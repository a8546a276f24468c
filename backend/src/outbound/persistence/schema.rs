//! Diesel table definitions for the PostgreSQL schema.
//!
//! These definitions must match the embedded migrations exactly. When a
//! migration changes the schema, regenerate them with `diesel print-schema`
//! or update them by hand.

diesel::table! {
    /// Clients; `pesel` is unique.
    client (id_client) {
        id_client -> Int4,
        first_name -> Varchar,
        last_name -> Varchar,
        email -> Nullable<Varchar>,
        telephone -> Nullable<Varchar>,
        pesel -> Varchar,
    }
}

diesel::table! {
    /// Trip catalogue.
    trip (id_trip) {
        id_trip -> Int4,
        name -> Varchar,
        description -> Varchar,
        date_from -> Date,
        date_to -> Date,
        max_people -> Int4,
    }
}

diesel::table! {
    country (id_country) {
        id_country -> Int4,
        name -> Varchar,
    }
}

diesel::table! {
    /// Many-to-many link between countries and trips.
    country_trip (id_country, id_trip) {
        id_country -> Int4,
        id_trip -> Int4,
    }
}

diesel::table! {
    /// Registrations. Dates are `YYYYMMDD` integers.
    client_trip (id_client, id_trip) {
        id_client -> Int4,
        id_trip -> Int4,
        registered_at -> Int4,
        payment_date -> Nullable<Int4>,
    }
}

diesel::joinable!(country_trip -> country (id_country));
diesel::joinable!(country_trip -> trip (id_trip));
diesel::joinable!(client_trip -> client (id_client));
diesel::joinable!(client_trip -> trip (id_trip));

diesel::allow_tables_to_appear_in_same_query!(client, trip, country, country_trip, client_trip);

=-=-=-=-=

Work required
Print out the records exactly as they were entered.

Completed exercise
repository a8546a276f24468c
filename backend/src/outbound/persistence/schema.rs
//! Diesel table definitions for the PostgreSQL schema.
//!
//! These definitions must match the embedded migrations exactly. When a
//! migration changes the schema, regenerate them with `diesel print-schema`
//! or update them by hand.

diesel::table! {
    /// Clients; `pesel` is unique.
    client (id_client) {
        id_client -> Int4,
        first_name -> Varchar,
        last_name -> Varchar,
        email -> Nullable<Varchar>,
        telephone -> Nullable<Varchar>,
        pesel -> Varchar,
    }
}

diesel::table! {
    /// Trip catalogue.
    trip (id_trip) {
        id_trip -> Int4,
        name -> Varchar,
        description -> Varchar,
        date_from -> Date,
        date_to -> Date,
        max_people -> Int4,
    }
}

diesel::table! {
    country (id_country) {
        id_country -> Int4,
        name -> Varchar,
    }
}

diesel::table! {
    /// Many-to-many link between countries and trips.
    country_trip (id_country, id_trip) {
        id_country -> Int4,
        id_trip -> Int4,
    }
}

diesel::table! {
    /// Registrations. Dates are `YYYYMMDD` integers.
    client_trip (id_client, id_trip) {
        id_client -> Int4,
        id_trip -> Int4,
        registered_at -> Int4,
        payment_date -> Nullable<Int4>,
    }
}

diesel::joinable!(country_trip -> country (id_country));
diesel::joinable!(country_trip -> trip (id_trip));
diesel::joinable!(client_trip -> client (id_client));
diesel::joinable!(client_trip -> trip (id_trip));

diesel::allow_tables_to_appear_in_same_query!(client, trip, country, country_trip, client_trip);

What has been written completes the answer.